═════ DATA TO PROCESS

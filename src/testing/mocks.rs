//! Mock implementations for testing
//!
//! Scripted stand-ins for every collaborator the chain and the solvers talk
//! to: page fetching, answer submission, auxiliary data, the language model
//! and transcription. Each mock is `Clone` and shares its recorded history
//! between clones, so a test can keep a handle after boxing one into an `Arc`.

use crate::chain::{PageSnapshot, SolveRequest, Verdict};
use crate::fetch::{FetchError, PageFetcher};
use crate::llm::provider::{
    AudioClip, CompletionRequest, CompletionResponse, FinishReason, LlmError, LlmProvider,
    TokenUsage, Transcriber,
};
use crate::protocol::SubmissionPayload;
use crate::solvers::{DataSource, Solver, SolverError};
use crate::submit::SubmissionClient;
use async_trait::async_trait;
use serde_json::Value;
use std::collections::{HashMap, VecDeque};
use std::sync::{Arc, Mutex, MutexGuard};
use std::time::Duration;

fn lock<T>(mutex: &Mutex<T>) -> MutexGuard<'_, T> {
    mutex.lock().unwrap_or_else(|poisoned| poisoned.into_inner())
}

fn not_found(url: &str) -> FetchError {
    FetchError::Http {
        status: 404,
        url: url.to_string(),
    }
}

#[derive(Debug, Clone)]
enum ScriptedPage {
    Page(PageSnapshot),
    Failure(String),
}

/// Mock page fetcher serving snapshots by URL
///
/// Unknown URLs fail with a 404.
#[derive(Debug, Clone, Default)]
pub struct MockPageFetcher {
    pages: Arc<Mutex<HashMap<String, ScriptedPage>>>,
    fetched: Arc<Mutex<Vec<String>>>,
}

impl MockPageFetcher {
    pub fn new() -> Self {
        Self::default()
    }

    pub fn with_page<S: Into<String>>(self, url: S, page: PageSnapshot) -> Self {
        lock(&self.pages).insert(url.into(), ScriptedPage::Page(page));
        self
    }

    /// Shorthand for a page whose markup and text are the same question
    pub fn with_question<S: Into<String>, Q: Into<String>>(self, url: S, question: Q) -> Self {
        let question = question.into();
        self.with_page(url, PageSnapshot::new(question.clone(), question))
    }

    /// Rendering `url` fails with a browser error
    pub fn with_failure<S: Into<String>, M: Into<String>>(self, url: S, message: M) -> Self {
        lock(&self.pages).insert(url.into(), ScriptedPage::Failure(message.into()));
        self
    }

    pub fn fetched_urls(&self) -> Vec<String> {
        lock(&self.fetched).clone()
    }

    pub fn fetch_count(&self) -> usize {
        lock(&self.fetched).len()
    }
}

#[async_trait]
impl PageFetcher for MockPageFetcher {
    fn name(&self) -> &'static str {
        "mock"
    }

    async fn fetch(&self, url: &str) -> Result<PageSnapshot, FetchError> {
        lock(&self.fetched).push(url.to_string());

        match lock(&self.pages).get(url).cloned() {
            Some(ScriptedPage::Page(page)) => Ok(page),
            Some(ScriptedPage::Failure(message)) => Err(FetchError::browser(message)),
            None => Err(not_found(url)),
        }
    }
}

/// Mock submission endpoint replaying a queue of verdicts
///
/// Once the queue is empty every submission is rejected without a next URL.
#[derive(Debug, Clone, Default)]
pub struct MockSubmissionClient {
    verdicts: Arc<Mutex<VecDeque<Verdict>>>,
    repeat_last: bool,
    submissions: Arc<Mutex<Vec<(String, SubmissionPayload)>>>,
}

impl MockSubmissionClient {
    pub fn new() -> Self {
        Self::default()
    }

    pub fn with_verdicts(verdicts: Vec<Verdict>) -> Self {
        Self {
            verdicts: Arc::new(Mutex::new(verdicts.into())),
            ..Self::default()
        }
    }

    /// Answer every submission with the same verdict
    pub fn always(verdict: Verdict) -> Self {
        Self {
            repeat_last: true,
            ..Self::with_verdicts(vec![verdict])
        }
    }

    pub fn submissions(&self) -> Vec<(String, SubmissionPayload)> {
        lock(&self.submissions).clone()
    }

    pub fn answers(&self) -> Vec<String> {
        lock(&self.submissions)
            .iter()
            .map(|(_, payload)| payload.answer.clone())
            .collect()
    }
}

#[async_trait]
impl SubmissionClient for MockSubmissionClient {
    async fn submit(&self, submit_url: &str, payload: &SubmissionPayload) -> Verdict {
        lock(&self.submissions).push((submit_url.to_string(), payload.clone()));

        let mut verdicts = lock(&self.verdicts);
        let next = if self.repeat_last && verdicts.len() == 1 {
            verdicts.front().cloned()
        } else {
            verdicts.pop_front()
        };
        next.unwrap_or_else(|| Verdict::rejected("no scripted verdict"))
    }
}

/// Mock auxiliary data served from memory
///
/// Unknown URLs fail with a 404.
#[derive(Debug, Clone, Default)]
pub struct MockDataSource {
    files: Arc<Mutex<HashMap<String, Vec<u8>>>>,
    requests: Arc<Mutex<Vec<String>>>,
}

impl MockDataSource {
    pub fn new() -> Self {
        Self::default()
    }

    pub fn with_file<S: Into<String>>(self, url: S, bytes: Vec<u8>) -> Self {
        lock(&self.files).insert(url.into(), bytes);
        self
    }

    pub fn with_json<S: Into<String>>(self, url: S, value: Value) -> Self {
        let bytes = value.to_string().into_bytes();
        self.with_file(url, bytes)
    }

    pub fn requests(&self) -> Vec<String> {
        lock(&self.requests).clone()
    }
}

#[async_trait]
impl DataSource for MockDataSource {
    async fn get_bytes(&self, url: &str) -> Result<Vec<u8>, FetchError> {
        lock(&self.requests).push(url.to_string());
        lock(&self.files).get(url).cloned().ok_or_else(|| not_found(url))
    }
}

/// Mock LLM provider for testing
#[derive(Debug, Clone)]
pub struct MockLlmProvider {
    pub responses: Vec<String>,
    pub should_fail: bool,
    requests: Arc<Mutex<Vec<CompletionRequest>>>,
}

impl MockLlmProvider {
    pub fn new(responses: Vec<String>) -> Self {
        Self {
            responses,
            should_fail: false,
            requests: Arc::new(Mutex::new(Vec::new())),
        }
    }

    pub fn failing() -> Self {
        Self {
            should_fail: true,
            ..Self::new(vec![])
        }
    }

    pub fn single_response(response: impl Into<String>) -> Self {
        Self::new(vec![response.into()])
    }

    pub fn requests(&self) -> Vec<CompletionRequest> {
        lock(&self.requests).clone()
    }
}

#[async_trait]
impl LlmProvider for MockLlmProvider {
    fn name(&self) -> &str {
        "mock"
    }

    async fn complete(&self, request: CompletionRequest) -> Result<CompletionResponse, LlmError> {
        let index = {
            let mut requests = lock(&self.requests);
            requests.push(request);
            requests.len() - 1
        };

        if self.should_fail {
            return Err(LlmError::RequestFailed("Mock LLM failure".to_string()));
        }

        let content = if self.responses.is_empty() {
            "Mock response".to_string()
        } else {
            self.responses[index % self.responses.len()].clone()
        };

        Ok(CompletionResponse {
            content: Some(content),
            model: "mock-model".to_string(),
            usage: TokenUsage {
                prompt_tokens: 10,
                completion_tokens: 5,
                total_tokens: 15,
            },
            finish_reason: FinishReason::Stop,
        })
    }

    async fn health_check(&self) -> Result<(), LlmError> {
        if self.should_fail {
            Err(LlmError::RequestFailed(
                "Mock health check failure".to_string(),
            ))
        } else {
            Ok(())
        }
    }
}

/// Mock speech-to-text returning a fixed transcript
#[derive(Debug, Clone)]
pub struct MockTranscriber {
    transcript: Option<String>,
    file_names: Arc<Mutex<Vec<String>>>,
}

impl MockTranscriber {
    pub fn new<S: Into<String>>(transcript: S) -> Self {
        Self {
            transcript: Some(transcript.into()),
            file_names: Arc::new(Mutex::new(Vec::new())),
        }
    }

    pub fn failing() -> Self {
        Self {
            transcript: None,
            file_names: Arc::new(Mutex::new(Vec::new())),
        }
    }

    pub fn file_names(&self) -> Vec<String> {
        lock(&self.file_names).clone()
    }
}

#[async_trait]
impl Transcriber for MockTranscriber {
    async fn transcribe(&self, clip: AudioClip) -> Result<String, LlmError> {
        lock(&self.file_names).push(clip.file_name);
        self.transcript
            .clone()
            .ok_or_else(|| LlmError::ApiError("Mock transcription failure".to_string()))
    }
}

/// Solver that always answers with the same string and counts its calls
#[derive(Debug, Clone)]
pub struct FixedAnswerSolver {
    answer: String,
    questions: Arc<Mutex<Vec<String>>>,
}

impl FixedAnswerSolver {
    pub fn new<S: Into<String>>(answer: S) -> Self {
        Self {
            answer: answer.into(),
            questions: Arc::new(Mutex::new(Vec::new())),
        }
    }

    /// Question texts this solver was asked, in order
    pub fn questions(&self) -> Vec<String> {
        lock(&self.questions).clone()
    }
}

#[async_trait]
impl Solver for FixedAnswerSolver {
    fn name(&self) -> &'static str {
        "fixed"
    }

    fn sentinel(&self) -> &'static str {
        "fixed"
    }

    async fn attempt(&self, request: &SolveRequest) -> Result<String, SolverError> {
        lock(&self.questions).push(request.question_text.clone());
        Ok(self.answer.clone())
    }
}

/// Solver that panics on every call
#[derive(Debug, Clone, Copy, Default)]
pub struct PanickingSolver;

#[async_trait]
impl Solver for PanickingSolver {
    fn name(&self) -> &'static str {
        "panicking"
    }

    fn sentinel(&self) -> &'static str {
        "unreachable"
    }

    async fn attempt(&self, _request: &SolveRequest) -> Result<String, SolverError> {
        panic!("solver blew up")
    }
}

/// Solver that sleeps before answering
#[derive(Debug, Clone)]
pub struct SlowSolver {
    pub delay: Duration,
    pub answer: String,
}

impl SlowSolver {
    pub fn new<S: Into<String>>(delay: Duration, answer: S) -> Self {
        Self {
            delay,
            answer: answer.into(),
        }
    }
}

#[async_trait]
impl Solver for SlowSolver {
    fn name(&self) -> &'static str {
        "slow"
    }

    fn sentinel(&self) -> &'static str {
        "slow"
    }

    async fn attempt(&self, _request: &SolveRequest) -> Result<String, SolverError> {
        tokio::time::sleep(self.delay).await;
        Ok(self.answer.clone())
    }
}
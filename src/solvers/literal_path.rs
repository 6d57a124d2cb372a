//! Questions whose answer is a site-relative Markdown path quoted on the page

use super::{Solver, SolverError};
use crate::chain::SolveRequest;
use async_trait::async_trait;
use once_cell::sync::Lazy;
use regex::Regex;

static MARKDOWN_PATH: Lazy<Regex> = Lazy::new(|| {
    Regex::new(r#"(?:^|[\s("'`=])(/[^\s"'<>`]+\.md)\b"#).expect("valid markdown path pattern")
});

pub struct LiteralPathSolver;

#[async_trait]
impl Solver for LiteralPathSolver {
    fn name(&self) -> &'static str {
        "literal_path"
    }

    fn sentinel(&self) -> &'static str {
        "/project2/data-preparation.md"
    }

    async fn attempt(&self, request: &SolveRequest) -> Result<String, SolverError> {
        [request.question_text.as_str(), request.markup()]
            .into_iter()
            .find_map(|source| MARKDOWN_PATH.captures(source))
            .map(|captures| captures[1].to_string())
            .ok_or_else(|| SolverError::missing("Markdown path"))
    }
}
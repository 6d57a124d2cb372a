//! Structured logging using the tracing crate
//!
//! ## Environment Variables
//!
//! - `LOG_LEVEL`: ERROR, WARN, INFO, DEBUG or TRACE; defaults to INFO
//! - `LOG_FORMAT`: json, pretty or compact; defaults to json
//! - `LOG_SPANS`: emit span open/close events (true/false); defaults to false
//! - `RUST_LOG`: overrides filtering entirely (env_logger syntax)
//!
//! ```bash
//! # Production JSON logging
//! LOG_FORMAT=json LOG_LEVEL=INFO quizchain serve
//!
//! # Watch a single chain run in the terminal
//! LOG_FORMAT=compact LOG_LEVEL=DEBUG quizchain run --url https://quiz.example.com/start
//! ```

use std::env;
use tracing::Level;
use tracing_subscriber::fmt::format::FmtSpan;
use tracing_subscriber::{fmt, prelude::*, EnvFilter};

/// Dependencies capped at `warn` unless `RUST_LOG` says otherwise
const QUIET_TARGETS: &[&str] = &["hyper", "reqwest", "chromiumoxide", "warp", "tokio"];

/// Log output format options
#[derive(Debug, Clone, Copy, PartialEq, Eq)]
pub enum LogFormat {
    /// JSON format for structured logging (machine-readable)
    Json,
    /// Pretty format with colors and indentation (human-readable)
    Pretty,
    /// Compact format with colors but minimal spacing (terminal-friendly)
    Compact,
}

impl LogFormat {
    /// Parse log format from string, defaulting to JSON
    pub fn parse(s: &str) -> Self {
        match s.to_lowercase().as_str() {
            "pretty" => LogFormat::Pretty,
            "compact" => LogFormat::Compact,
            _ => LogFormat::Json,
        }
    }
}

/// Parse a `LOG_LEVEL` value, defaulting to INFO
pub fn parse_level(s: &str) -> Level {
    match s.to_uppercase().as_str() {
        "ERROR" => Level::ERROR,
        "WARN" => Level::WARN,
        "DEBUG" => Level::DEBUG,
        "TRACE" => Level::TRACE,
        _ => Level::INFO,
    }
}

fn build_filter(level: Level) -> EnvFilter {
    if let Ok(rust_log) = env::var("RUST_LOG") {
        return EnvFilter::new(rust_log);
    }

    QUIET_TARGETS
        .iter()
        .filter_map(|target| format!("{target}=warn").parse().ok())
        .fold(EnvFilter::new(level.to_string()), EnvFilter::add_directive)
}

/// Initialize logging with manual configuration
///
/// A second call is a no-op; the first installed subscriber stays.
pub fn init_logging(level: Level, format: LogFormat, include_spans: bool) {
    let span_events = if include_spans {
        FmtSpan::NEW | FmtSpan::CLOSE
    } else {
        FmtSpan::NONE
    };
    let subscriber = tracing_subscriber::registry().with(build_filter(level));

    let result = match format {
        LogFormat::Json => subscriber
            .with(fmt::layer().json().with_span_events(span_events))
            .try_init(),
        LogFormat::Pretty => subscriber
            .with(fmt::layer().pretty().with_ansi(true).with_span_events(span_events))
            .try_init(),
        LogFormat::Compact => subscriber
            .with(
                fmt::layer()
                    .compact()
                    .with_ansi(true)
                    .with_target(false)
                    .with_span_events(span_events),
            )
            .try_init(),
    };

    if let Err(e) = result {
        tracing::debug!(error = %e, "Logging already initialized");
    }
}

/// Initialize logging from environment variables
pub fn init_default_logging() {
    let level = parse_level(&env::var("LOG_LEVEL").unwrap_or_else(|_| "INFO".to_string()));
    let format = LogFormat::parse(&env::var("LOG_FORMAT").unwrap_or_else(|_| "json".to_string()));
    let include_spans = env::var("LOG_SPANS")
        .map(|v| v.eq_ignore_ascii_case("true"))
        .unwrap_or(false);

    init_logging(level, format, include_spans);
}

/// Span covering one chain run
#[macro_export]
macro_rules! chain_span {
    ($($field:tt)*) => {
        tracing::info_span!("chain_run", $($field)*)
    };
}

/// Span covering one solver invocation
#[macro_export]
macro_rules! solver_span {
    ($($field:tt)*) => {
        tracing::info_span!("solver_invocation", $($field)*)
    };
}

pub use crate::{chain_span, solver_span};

══════════

**EXERCISE DIRECTIONS:**
Filter the listing above by the word "from"; copy each line that passes.

**SOLUTION TO THE PROBLEM:**
/// Mock auxiliary data served from memory
    /// Parse log format from string, defaulting to JSON
/// Initialize logging from environment variables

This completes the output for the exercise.